** Information given follows **

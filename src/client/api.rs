//! HTTP client for the upstream absence API.
//!
//! Every call carries the caller's bearer token and a fresh `X-Request-Id`.
//! Success bodies are unwrapped from the `{ "data": ... }` envelope; error
//! bodies are mapped onto [`StoreError`].

use async_trait::async_trait;
use reqwest::StatusCode;
use serde::Serialize;
use serde::de::DeserializeOwned;
use serde_json::json;
use tracing::{debug, instrument};
use uuid::Uuid;

use crate::lifecycle::store::{AbsenceStore, LeaveBalanceStore, StoreError};
use crate::model::absence::{
    AbsenceDraft, AbsenceFilters, AbsencePage, AbsenceRequest, ProcessAction,
};
use crate::model::id::Id;
use crate::model::leave_balance::{BalanceUpdate, LeaveBalance};
use crate::models::{Envelope, ErrorBody};

/// Upstream client bound to one session token.
#[derive(Clone)]
pub struct AbsenceApi {
    client: reqwest::Client,
    base_url: String,
    token: String,
}

impl From<reqwest::Error> for StoreError {
    fn from(err: reqwest::Error) -> Self {
        if err.is_decode() {
            StoreError::Decode(err.to_string())
        } else {
            StoreError::Transport(err.to_string())
        }
    }
}

impl AbsenceApi {
    /// Reuses a shared [`reqwest::Client`] so sessions share one connection pool.
    pub fn with_client(client: reqwest::Client, base_url: &str, token: &str) -> Self {
        Self {
            client,
            base_url: base_url.trim_end_matches('/').to_string(),
            token: token.to_string(),
        }
    }

    fn url(&self, path: &str) -> String {
        format!("{}{}", self.base_url, path)
    }

    fn request(&self, method: reqwest::Method, path: &str) -> reqwest::RequestBuilder {
        let request_id = Uuid::new_v4().to_string();
        debug!(%method, path, %request_id, "Upstream call");
        self.client
            .request(method, self.url(path))
            .bearer_auth(&self.token)
            .header("X-Request-Id", request_id)
    }

    async fn fetch<T: DeserializeOwned>(
        &self,
        path: &str,
        query: &[(&str, String)],
    ) -> Result<T, StoreError> {
        let response = self
            .request(reqwest::Method::GET, path)
            .query(query)
            .send()
            .await?;
        Self::parse_response(response).await
    }

    async fn send_json<B: Serialize + ?Sized, T: DeserializeOwned>(
        &self,
        method: reqwest::Method,
        path: &str,
        body: &B,
    ) -> Result<T, StoreError> {
        let response = self.request(method, path).json(body).send().await?;
        Self::parse_response(response).await
    }

    // ---- private helpers ----

    async fn ensure_success(response: reqwest::Response) -> Result<reqwest::Response, StoreError> {
        let status = response.status();
        if status.is_success() {
            return Ok(response);
        }

        match status {
            StatusCode::UNAUTHORIZED => Err(StoreError::Unauthorized),
            StatusCode::NOT_FOUND => Err(StoreError::NotFound),
            _ => {
                let body = response.text().await.unwrap_or_default();
                let parsed: ErrorBody = serde_json::from_str(&body).unwrap_or_default();
                Err(StoreError::Rejected {
                    status: status.as_u16(),
                    message: parsed.message.or(parsed.error).unwrap_or_default(),
                })
            }
        }
    }

    async fn parse_response<T: DeserializeOwned>(
        response: reqwest::Response,
    ) -> Result<T, StoreError> {
        let response = Self::ensure_success(response).await?;
        let envelope: Envelope<T> = response.json().await?;
        Ok(envelope.data)
    }

    async fn check_status(response: reqwest::Response) -> Result<(), StoreError> {
        Self::ensure_success(response).await.map(|_| ())
    }
}

#[async_trait]
impl AbsenceStore for AbsenceApi {
    #[instrument(skip(self))]
    async fn list(&self, filters: &AbsenceFilters) -> Result<AbsencePage, StoreError> {
        self.fetch("/absences", &filters.to_query()).await
    }

    #[instrument(skip(self))]
    async fn get(&self, id: &Id) -> Result<AbsenceRequest, StoreError> {
        self.fetch(&format!("/absences/{id}"), &[]).await
    }

    #[instrument(skip(self))]
    async fn create(&self, draft: &AbsenceDraft) -> Result<AbsenceRequest, StoreError> {
        self.send_json(reqwest::Method::POST, "/absences", draft)
            .await
    }

    #[instrument(skip(self))]
    async fn update(&self, id: &Id, draft: &AbsenceDraft) -> Result<AbsenceRequest, StoreError> {
        self.send_json(reqwest::Method::PUT, &format!("/absences/{id}"), draft)
            .await
    }

    #[instrument(skip(self, comments))]
    async fn process(
        &self,
        id: &Id,
        action: ProcessAction,
        comments: &str,
    ) -> Result<(), StoreError> {
        let response = self
            .request(reqwest::Method::POST, &format!("/absences/{id}/process"))
            .json(&json!({ "action": action, "comments": comments }))
            .send()
            .await?;
        Self::check_status(response).await
    }

    #[instrument(skip(self))]
    async fn cancel(&self, id: &Id) -> Result<(), StoreError> {
        let response = self
            .request(reqwest::Method::DELETE, &format!("/absences/{id}"))
            .send()
            .await?;
        Self::check_status(response).await
    }
}

#[async_trait]
impl LeaveBalanceStore for AbsenceApi {
    #[instrument(skip(self))]
    async fn current_balance(&self, year: i32) -> Result<LeaveBalance, StoreError> {
        self.fetch("/leave-balances/me", &[("year", year.to_string())])
            .await
    }

    #[instrument(skip(self))]
    async fn employee_balance(
        &self,
        employee_id: &Id,
        year: i32,
    ) -> Result<LeaveBalance, StoreError> {
        self.fetch(
            &format!("/leave-balances/{employee_id}"),
            &[("year", year.to_string())],
        )
        .await
    }

    #[instrument(skip(self))]
    async fn team_balances(
        &self,
        department_id: Option<&str>,
        year: i32,
    ) -> Result<Vec<LeaveBalance>, StoreError> {
        let mut query = vec![("year", year.to_string())];
        if let Some(department_id) = department_id.map(str::trim).filter(|d| !d.is_empty()) {
            query.push(("departmentId", department_id.to_string()));
        }
        self.fetch("/leave-balances/team", &query).await
    }

    #[instrument(skip(self))]
    async fn update_balance(
        &self,
        employee_id: &Id,
        update: &BalanceUpdate,
    ) -> Result<LeaveBalance, StoreError> {
        self.send_json(
            reqwest::Method::PUT,
            &format!("/leave-balances/{employee_id}"),
            update,
        )
        .await
    }
}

** End of Information given **

Go through the listing and work out how many lines include the string "AbsenceDraft". Give only the number.

| Answer space |
3